Enfin, le perfectionnement des politiques économiques, dû largement à l’apport de Keynes, permet de réduire aux proportions de paliers et de reprises successifs (stay and go) des crises cycliques qu’on avait pu croire inhérentes au système ; celles-ci n’étaient que l’effet des entraves, réglementaires ou sociologiques, à la réalisation des conditions du fonctionnement harmonieux du capitalisme, apportées ou tolérées par un État dont l’interventionnisme aurait dû consister à « gérer la concurrence ».

H. T.

« Contre » le capitalisme...

Le système de relations économiques et sociales auquel a été donné le nom de capitalisme fait l’objet de nombreuses critiques, dont les unes visent à le transformer et les autres à lui substituer un système considéré comme meilleur.

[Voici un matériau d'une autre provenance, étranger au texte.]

//! Path addressing into schema-modeled trees.

use crate::error::SchemaError;
use std::fmt;
use std::str::FromStr;

/// A slash-separated path into a data tree, e.g. `/interfaces/eth0/enabled`.
///
/// The empty path (`/`) addresses the tree root. Segments are opaque
/// strings; list entries are addressed by their key value as a segment.
#[derive(Debug, Clone, Default, PartialEq, Eq, Hash, PartialOrd, Ord)]
pub struct DataPath {
    segments: Vec<String>,
}

impl DataPath {
    /// Returns the root path.
    pub fn root() -> Self {
        Self::default()
    }

    /// Builds a path from owned segments.
    pub fn from_segments(segments: Vec<String>) -> Self {
        Self { segments }
    }

    /// Parses a path from its string form.
    pub fn parse(s: &str) -> Result<Self, SchemaError> {
        let trimmed = s.trim();
        if trimmed.is_empty() {
            return Err(SchemaError::InvalidPath {
                reason: "path must not be blank".to_string(),
            });
        }
        let body = trimmed.strip_prefix('/').unwrap_or(trimmed);
        if body.is_empty() {
            return Ok(Self::root());
        }
        let mut segments = Vec::new();
        for segment in body.split('/') {
            if segment.is_empty() {
                return Err(SchemaError::InvalidPath {
                    reason: format!("empty segment in '{}'", s),
                });
            }
            segments.push(segment.to_string());
        }
        Ok(Self { segments })
    }

    /// Returns the path segments.
    pub fn segments(&self) -> &[String] {
        &self.segments
    }

    /// Returns true if this is the root path.
    pub fn is_root(&self) -> bool {
        self.segments.is_empty()
    }

    /// Returns the path depth.
    pub fn depth(&self) -> usize {
        self.segments.len()
    }

    /// Returns a new path with the given segment appended.
    pub fn child(&self, segment: impl Into<String>) -> Self {
        let mut segments = self.segments.clone();
        segments.push(segment.into());
        Self { segments }
    }

    /// Returns the parent path, or `None` for the root.
    pub fn parent(&self) -> Option<Self> {
        if self.segments.is_empty() {
            return None;
        }
        Some(Self {
            segments: self.segments[..self.segments.len() - 1].to_vec(),
        })
    }

    /// Returns the last segment, or `None` for the root.
    pub fn last(&self) -> Option<&str> {
        self.segments.last().map(|s| s.as_str())
    }

    /// Returns true if `self` is a prefix of `other` (or equal to it).
    pub fn is_prefix_of(&self, other: &DataPath) -> bool {
        other.segments.len() >= self.segments.len()
            && other.segments[..self.segments.len()] == self.segments[..]
    }
}

impl fmt::Display for DataPath {
    fn fmt(&self, f: &mut fmt::Formatter<'_>) -> fmt::Result {
        if self.segments.is_empty() {
            return write!(f, "/");
        }
        for segment in &self.segments {
            write!(f, "/{}", segment)?;
        }
        Ok(())
    }
}

impl FromStr for DataPath {
    type Err = SchemaError;

    fn from_str(s: &str) -> Result<Self, Self::Err> {
        Self::parse(s)
    }
}

impl serde::Serialize for DataPath {
    fn serialize<S: serde::Serializer>(&self, serializer: S) -> Result<S::Ok, S::Error> {
        serializer.serialize_str(&self.to_string())
    }
}

impl<'de> serde::Deserialize<'de> for DataPath {
    fn deserialize<D: serde::Deserializer<'de>>(deserializer: D) -> Result<Self, D::Error> {
        let s = String::deserialize(deserializer)?;
        Self::parse(&s).map_err(serde::de::Error::custom)
    }
}

#[cfg(test)]
mod tests {
    use super::*;

    #[test]
    fn test_parse_and_display() {
        let path = DataPath::parse("/interfaces/eth0/enabled").unwrap();
        assert_eq!(path.depth(), 3);
        assert_eq!(path.to_string(), "/interfaces/eth0/enabled");
        assert_eq!(path.last(), Some("enabled"));
    }

    #[test]
    fn test_root() {
        let root = DataPath::parse("/").unwrap();
        assert!(root.is_root());
        assert_eq!(root.to_string(), "/");
        assert!(root.parent().is_none());
    }

    #[test]
    fn test_invalid_paths() {
        assert!(DataPath::parse("").is_err());
        assert!(DataPath::parse("//a").is_err());
        assert!(DataPath::parse("/a//b").is_err());
    }

    #[test]
    fn test_child_and_parent() {
        let path = DataPath::parse("/a/b").unwrap();
        assert_eq!(path.child("c").to_string(), "/a/b/c");
        assert_eq!(path.parent().unwrap().to_string(), "/a");
    }

    #[test]
    fn test_prefix() {
        let a = DataPath::parse("/a").unwrap();
        let ab = DataPath::parse("/a/b").unwrap();
        assert!(a.is_prefix_of(&ab));
        assert!(a.is_prefix_of(&a));
        assert!(!ab.is_prefix_of(&a));
        assert!(DataPath::root().is_prefix_of(&ab));
    }

    #[test]
    fn test_serde_as_string() {
        let path = DataPath::parse("/a/b").unwrap();
        let json = serde_json::to_string(&path).unwrap();
        assert_eq!(json, "\"/a/b\"");
        let back: DataPath = serde_json::from_str(&json).unwrap();
        assert_eq!(back, path);
    }
}
//! # confplane-store
//!
//! In-memory data stores for confplane.
//!
//! This crate provides:
//! - A copy-on-write data tree with cheap snapshots
//! - The CONFIGURATION and OPERATIONAL logical stores
//! - Versioned prepare/commit with conflict detection
//! - Bounded, asynchronous change-notification fan-out

pub mod config;
pub mod error;
pub mod notify;
pub mod store;
pub mod tree;

pub use config::StoreConfig;
pub use error::StoreError;
pub use notify::{ChangeNotifier, DataTreeChange, ListenerHandle};
pub use store::{DataStore, LogicalStore, PreparedWrite, StoreSnapshot};
pub use tree::DataTree;
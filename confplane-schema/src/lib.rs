//! # confplane-schema
//!
//! Schema layer for confplane.
//!
//! This crate provides:
//! - Model source parsing and validation
//! - Compilation of model sources into an immutable schema context
//! - Path addressing into schema-modeled trees
//! - A binding codec translating between generic JSON values and typed data

pub mod codec;
pub mod context;
pub mod error;
pub mod path;
pub mod source;

pub use codec::BindingCodec;
pub use context::{ResolvedNode, SchemaContext, SchemaModule, SchemaNode};
pub use error::SchemaError;
pub use path::DataPath;
pub use source::{LeafType, ModelSource};
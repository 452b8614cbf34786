//! Per-joint trapezoidal planner for free mode.
//!
//! Drives one joint toward a target position under velocity and
//! acceleration limits, landing without overshoot. Used for all three
//! jog flavors and for the homing sub-moves. The velocity request is
//! chosen so the joint can always still stop at the target from its
//! current speed; the request is then rate-limited by the
//! acceleration bound and integrated.

/// Planner state for one joint.
#[derive(Debug, Clone, Default)]
pub struct FreePlanner {
    /// Target position [units].
    pub pos_cmd: f64,
    /// Velocity magnitude limit for this move [units/s].
    pub max_vel: f64,
    /// Acceleration limit [units/s²].
    pub max_acc: f64,
    /// Planner drives toward the target when set; when clear it
    /// decelerates to rest where it is.
    pub enable: bool,
    /// Integrated position [units].
    pub curr_pos: f64,
    /// Current velocity [units/s].
    pub curr_vel: f64,
    /// Moving this tick.
    pub active: bool,
}

impl FreePlanner {
    /// Jump the planner to a position at rest (feedback sync, homing
    /// offset rebase).
    pub fn set_position(&mut self, pos: f64) {
        self.curr_pos = pos;
        self.curr_vel = 0.0;
        self.pos_cmd = pos;
        self.active = false;
    }

    /// One servo tick; returns the new commanded position.
    pub fn update(&mut self, period: f64) -> f64 {
        let max_dv = self.max_acc * period;
        let tiny_dp = max_dv * period * 0.001;

        let vel_req = if self.enable {
            let pos_err = self.pos_cmd - self.curr_pos;
            // Velocity that tends to close the error but can still
            // stop at the target without overshoot.
            if pos_err > tiny_dp {
                -max_dv + (2.0 * self.max_acc * pos_err + max_dv * max_dv).sqrt()
            } else if pos_err < -tiny_dp {
                max_dv - (-2.0 * self.max_acc * pos_err + max_dv * max_dv).sqrt()
            } else {
                0.0
            }
        } else {
            0.0
        };

        let vel_req = vel_req.clamp(-self.max_vel, self.max_vel);

        // Ramp toward the request at the acceleration limit.
        if vel_req > self.curr_vel + max_dv {
            self.curr_vel += max_dv;
        } else if vel_req < self.curr_vel - max_dv {
            self.curr_vel -= max_dv;
        } else {
            self.curr_vel = vel_req;
        }

        self.active = self.curr_vel != 0.0;
        self.curr_pos += self.curr_vel * period;
        self.curr_pos
    }

    /// Stop where we are: retarget to the stopping point.
    pub fn stop(&mut self) {
        self.enable = false;
    }
}

/// Why a jog request was refused.
#[derive(Debug, Clone, Copy, PartialEq, Eq)]
pub enum JogRefusal {
    NotFreeMode,
    NotEnabled,
    HomingActive,
    FeedHoldZero,
    IntoPositiveLimit,
    IntoNegativeLimit,
}

impl JogRefusal {
    pub const fn describe(&self) -> &'static str {
        match self {
            Self::NotFreeMode => "machine is not in free mode",
            Self::NotEnabled => "motion is not enabled",
            Self::HomingActive => "homing in progress",
            Self::FeedHoldZero => "feed override is zero",
            Self::IntoPositiveLimit => "jog would move into the positive limit",
            Self::IntoNegativeLimit => "jog would move into the negative limit",
        }
    }
}

/// Everything the jog gate needs to know about the current state.
#[derive(Debug, Clone, Copy)]
pub struct JogGate {
    pub free_mode: bool,
    pub enabled: bool,
    pub any_joint_homing: bool,
    pub feed_scale: f64,
    /// Limits as seen for this joint right now.
    pub on_pos_hard_limit: bool,
    pub on_neg_hard_limit: bool,
    pub at_pos_soft_limit: bool,
    pub at_neg_soft_limit: bool,
}

/// The jog safety gate: may joint motion start in `direction`
/// (+1 / −1)?
pub fn jog_ok(gate: &JogGate, direction: f64) -> Result<(), JogRefusal> {
    if !gate.free_mode {
        return Err(JogRefusal::NotFreeMode);
    }
    if !gate.enabled {
        return Err(JogRefusal::NotEnabled);
    }
    if gate.any_joint_homing {
        return Err(JogRefusal::HomingActive);
    }
    if gate.feed_scale < 1e-4 {
        return Err(JogRefusal::FeedHoldZero);
    }
    if direction > 0.0 && (gate.on_pos_hard_limit || gate.at_pos_soft_limit) {
        return Err(JogRefusal::IntoPositiveLimit);
    }
    if direction < 0.0 && (gate.on_neg_hard_limit || gate.at_neg_soft_limit) {
        return Err(JogRefusal::IntoNegativeLimit);
    }
    Ok(())
}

1. L’efficacité du capitalisme mise en cause

Il est incontestable que les pays industrialisés ont connu, plus encore sans doute dans le troisième quart du xxe s. qu’au cours du xixe, une remarquable expansion économique qui s’est, en particulier, traduite par une notable amélioration des niveaux de vie d’une partie importante de leur population. Certains des critiques contemporains font toutefois remarquer qu’entre 1945 et 1970 la République démocratique allemande a connu, dans le cadre d’un régime socialiste, un développement économique considérable malgré les destructions de la Seconde Guerre mondiale et le démantèlement de toutes ses usines par les autorités d’occupation soviétiques.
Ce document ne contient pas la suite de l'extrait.